I think this is a good idea.  As I mentioned in the other thread I’ve been
doing a lot of work on Nifi recently.
I think the important thing is that what is done should be done the NiFi
way, not bolting the Metron composition
onto Nifi.  Think of it like the Tao of Unix, the parsers and components
should be single purpose and simple, allowing
exceptional flexibility in composition.

Comments inline.

On August 7, 2018 at 09:27:01, Justin Leet (justinjl...@gmail.com) wrote:

Hi all,

There's interest in being able to run Metron parsers in NiFi, rather than
inside Storm. I dug into this a bit, and have some thoughts on how we could
go about this. I'd love feedback on this, along with anything we'd
consider must haves as well as future enhancements.

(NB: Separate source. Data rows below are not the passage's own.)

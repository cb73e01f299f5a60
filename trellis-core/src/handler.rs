//! # Terminal Handlers
//!
//! The handler is the innermost link of a middleware chain: it receives the
//! request context and an empty response template and produces the response.
//!
//! # Usage Patterns
//!
//! 1. **Direct closure**: `|ctx: &mut RequestContext, res: Response| ...`
//! 2. **Struct implementation**: `impl Handler for ShowUser`
//! 3. **Erased**: [`BoxHandler`], the uniform shape stored in routes
//!
//! Whatever the handler returns goes through [`IntoResponse`]: a `Response`
//! is used verbatim, anything else becomes the body of a new 200 response.

use crate::{
    context::RequestContext,
    error::BoxError,
    response::{IntoResponse, Response},
};
use std::sync::Arc;

/// The terminal endpoint of a middleware chain.
#[diagnostic::on_unimplemented(
    message = "`{Self}` cannot be used as a route handler",
    label = "missing `Handler` implementation",
    note = "Handlers are `Fn(&mut RequestContext, Response) -> impl IntoResponse`."
)]
pub trait Handler: Send + Sync + 'static {
    /// The handler's return value, converted with [`IntoResponse`].
    type Output: IntoResponse;

    /// Execute the handler.
    fn call(&self, ctx: &mut RequestContext, response: Response) -> Self::Output;
}

// Blanket impl for closures
impl<F, Out> Handler for F
where
    F: Fn(&mut RequestContext, Response) -> Out + Send + Sync + 'static,
    Out: IntoResponse,
{
    type Output = Out;

    fn call(&self, ctx: &mut RequestContext, response: Response) -> Self::Output {
        (self)(ctx, response)
    }
}

/// Object-safe version of [`Handler`] with the output already converted.
pub trait DynHandler: Send + Sync + 'static {
    /// Execute the handler and convert its output.
    fn call_dyn(&self, ctx: &mut RequestContext, response: Response) -> Result<Response, BoxError>;
}

impl<H: Handler> DynHandler for H {
    fn call_dyn(&self, ctx: &mut RequestContext, response: Response) -> Result<Response, BoxError> {
        self.call(ctx, response).into_response()
    }
}

/// A shared, type-erased handler.
pub type BoxHandler = Arc<dyn DynHandler>;

/// Pin a closure to the handler signature so its argument types are inferred.
///
/// ```rust
/// use trellis_core::{handler_fn, Handler};
///
/// let show = handler_fn(|ctx, _res| format!("user {}", ctx.param("id").unwrap_or("?")));
/// # fn assert_handler<H: Handler>(_: &H) {}
/// # assert_handler(&show);
/// ```
pub fn handler_fn<F, Out>(f: F) -> F
where
    F: Fn(&mut RequestContext, Response) -> Out + Send + Sync + 'static,
    Out: IntoResponse,
{
    f
}

#[cfg(test)]
mod tests {
    use super::*;
    use crate::{context::Params, method::Method};
    use std::collections::HashMap;

    struct Echo;

    impl Handler for Echo {
        type Output = String;

        fn call(&self, ctx: &mut RequestContext, _response: Response) -> String {
            ctx.path().to_string()
        }
    }

    fn ctx() -> RequestContext {
        RequestContext::new(Method::Get, "/echo", Params::new(), HashMap::new())
    }

    #[test]
    fn test_struct_handler_auto_wraps() {
        let handler: BoxHandler = Arc::new(Echo);
        let res = handler.call_dyn(&mut ctx(), Response::empty()).unwrap();
        assert_eq!(res.status(), 200);
        assert_eq!(res.body().to_string(), "/echo");
    }

    #[test]
    fn test_closure_handler_uses_template() {
        let handler: BoxHandler = Arc::new(handler_fn(|_ctx, res| res.with_status(201)));
        let res = handler.call_dyn(&mut ctx(), Response::empty()).unwrap();
        assert_eq!(res.status(), 201);
    }
}
//! Error types for Trellis.
//!
//! This module provides a structured error hierarchy using `thiserror`:
//!
//! - [`TrellisError`] - Top-level error type for all router operations
//! - [`RoutingError`] - Request-time failures surfaced out of dispatch
//! - [`RegistrationError`] - Configuration-time failures raised while adding routes
//! - [`ChainError`] - Failures of a single middleware or handler link
//!
//! Request-time errors are returned to the embedding host so it can pick the
//! transport status code. Chain errors never leave the chain: they are turned
//! into a 500 response at the link boundary.

use thiserror::Error;

/// A boxed error type for dynamic error handling.
pub type BoxError = Box<dyn std::error::Error + Send + Sync + 'static>;

/// Top-level error type for all Trellis operations.
#[derive(Error, Debug)]
pub enum TrellisError {
    /// A request could not be routed.
    #[error("routing error: {0}")]
    Routing(#[from] RoutingError),

    /// A route could not be registered.
    #[error("registration error: {0}")]
    Registration(#[from] RegistrationError),

    /// Router configuration was rejected.
    #[error("configuration error: {0}")]
    Config(#[from] ConfigError),
}

/// Errors raised while resolving a request.
#[derive(Error, Debug, Clone, PartialEq, Eq)]
pub enum RoutingError {
    /// The method is not one of the seven supported HTTP methods.
    #[error("invalid HTTP method: {0}")]
    InvalidMethod(String),

    /// The (decoded) path contains `..` or a backslash.
    #[error("path traversal attempt detected: {0}")]
    PathTraversal(String),

    /// A parameter segment exceeded the configured maximum length.
    #[error("parameter `{name}` is {actual} bytes long, limit is {limit}")]
    ParameterTooLong {
        /// Name of the parameter being bound.
        name: String,
        /// Configured limit.
        limit: usize,
        /// Length of the offending segment.
        actual: usize,
    },

    /// No route matches the method and path.
    #[error("no route found for {method} {path}")]
    RouteNotFound {
        /// Requested method (as received, uppercased).
        method: String,
        /// Normalized path.
        path: String,
    },
}

/// Errors raised while registering a route.
#[derive(Error, Debug, Clone, PartialEq, Eq)]
pub enum RegistrationError {
    /// The controller type lies outside every allowed namespace.
    #[error("controller `{0}` is not in an allowed namespace")]
    NamespaceNotAllowed(String),

    /// The handler names a process-control or code-execution primitive.
    #[error("handler `{0}` is not allowed")]
    DangerousHandler(String),

    /// No controller is registered under this type name.
    #[error("unknown controller `{0}`")]
    UnknownController(String),

    /// The controller exists but has no such action.
    #[error("controller `{controller}` has no action `{action}`")]
    UnknownAction {
        /// Fully-qualified controller name.
        controller: String,
        /// Requested action.
        action: String,
    },

    /// No function is registered under this name.
    #[error("unknown handler function `{0}`")]
    UnknownFunction(String),

    /// A different parameter name is already bound at this trie position.
    #[error("parameter `{requested}` in `{path}` conflicts with existing `{existing}`")]
    ConflictingParameter {
        /// Pattern being registered.
        path: String,
        /// Name already bound at that position.
        existing: String,
        /// Name in the new pattern.
        requested: String,
    },

    /// The route's method or path was rejected.
    #[error(transparent)]
    InvalidRoute(#[from] RoutingError),
}

/// Errors raised while loading or validating router configuration.
#[derive(Error, Debug)]
pub enum ConfigError {
    /// The configuration document could not be parsed.
    #[error("parse error: {0}")]
    Parse(String),

    /// A value is out of range.
    #[error("invalid configuration: {0}")]
    Invalid(String),
}

/// Failure of a single link in a middleware chain.
#[derive(Error, Debug)]
pub enum ChainError {
    /// The middleware or handler panicked.
    #[error("link panicked: {0}")]
    Panic(String),

    /// The middleware or handler returned an error.
    #[error(transparent)]
    Custom(BoxError),
}

impl From<BoxError> for ChainError {
    fn from(err: BoxError) -> Self {
        ChainError::Custom(err)
    }
}

#[cfg(test)]
mod tests {
    use super::*;

    #[test]
    fn test_parameter_too_long_message() {
        let err = RoutingError::ParameterTooLong {
            name: "id".into(),
            limit: 10,
            actual: 256,
        };
        assert_eq!(err.to_string(), "parameter `id` is 256 bytes long, limit is 10");
    }

    #[test]
    fn test_registration_wraps_routing() {
        let err: RegistrationError = RoutingError::PathTraversal("/a/../b".into()).into();
        let top: TrellisError = err.into();
        assert!(matches!(
            top,
            TrellisError::Registration(RegistrationError::InvalidRoute(
                RoutingError::PathTraversal(_)
            ))
        ));
    }
}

1. Separate metron-parsers into metron-parsers-common and metron-storm
and create metron-parsers-nifi. For this code to be reusable across
platforms (NiFi, Storm, and anything else in the future), we'll need to
decouple our parsers and Storm.

+1.  The “parsing code” should be a library that implements an interface (
another library ).

The Processors and the Storm things can share them.


- There's also some nice fringe benefits around refactoring our code
to be substantially more clear and understandable; something
which came up
while allowing for parser aggregation.
2. Create a MetronProcessor that can run our parsers.
- I took a look at how RecordReader could be leveraged (e.g.
CSVRecordReader), but this is pretty tightly tied into schemas
and is meant
to be used by ControllerServices, which are then used by Processors.
There's friction involved there in terms of schemas, but also in terms of
access to ZK configs and things like parser chaining. We might
be able to
leverage it, but it seems like it'd be fairly shoehorned in
without getting
the schema and other benefits.

We won’t have to provide our ‘no schema processors’ ( grok, csv, json ).

All the remaining processors DO have schemas that we know about.  We can
just provide the avro schemas the same way we provide the ES schemas.

The “parsing” should not be conflated with the transform/stellar in NiFi.
We should make that separate. Running Stellar over Records would be the
best thing.



- This Processor would work similarly to Storm: bytes[] in -> JSON
out.
- There is a Processor
<
https://github.com/apache/nifi/blob/master/nifi-nar-bundles/nifi-standard-bundle/nifi-standard-processors/src/main/java/org/apache/nifi/processors/standard/JoltTransformJSON.java
>
that
handles loading other JARs that we can model a
MetronParserProcessor off of
that handles classpath/classloader issues (basically just sets up a
classloader specific to what's being loaded and swaps out the Thread's
loader when it calls to outside resources).

There should be no reason to load modules outside the NAR.  Why do you
expect to?  If each Metron Processor equiv of a Metron Storm Parser is just
parsing to json it shouldn’t need much.And we could package them in the
NAR.  I would suggest we have a Processor per Parser to allow for
specialization.  It should all be in the nar.

The Stellar Processor, if you would support the works would possibly need
this.


3. Create a MetronZkControllerService to supply our configs to our
processors.
- This is a pretty established NiFi pattern for being able to provide
access to other services needed by a Processor (e.g. databases or large
configurations files).
- The same controller service can be used by all Processors to manage
configs in a consistent manner.

I think controller services would make sense where needed, I’m just not
sure what you imagine them being needed for?

If the user has NiFi, and a Registry etc, are you saying you imagine them
using Metron + ZK to manage configurations?  Or to be using BOTH storm
processors and Nifi Processors?



At that point, we can just NAR our controller service and parser processor
up as needed, deploy them to NiFi, and let the user provide a config for
where their custom parsers can be provided (i.e. their parser jar). This
would be 3 nars (processor, controller-service, and controller-service-api
in order to bind the other two together).

Once deployed, our ability to use parsers should fit well into the standard
NiFi workflow:

1. Create a MetronZkControllerService.
2. Configure the service to point at zookeeper.
3. Create a MetronParser.
4. Configure it to use the controller service + parser jar location +
any other needed configs.
5. Use the outputs as needed downstream (either writing out to Kafka or
feeding into more MetronParsers, etc.)

Chaining parsers should ideally become a matter of chaining MetronParsers
(and making sure the enveloping configs carry through properly). For parser
aggregation, I'd just avoid it entirely until we know it's needed in NiFi.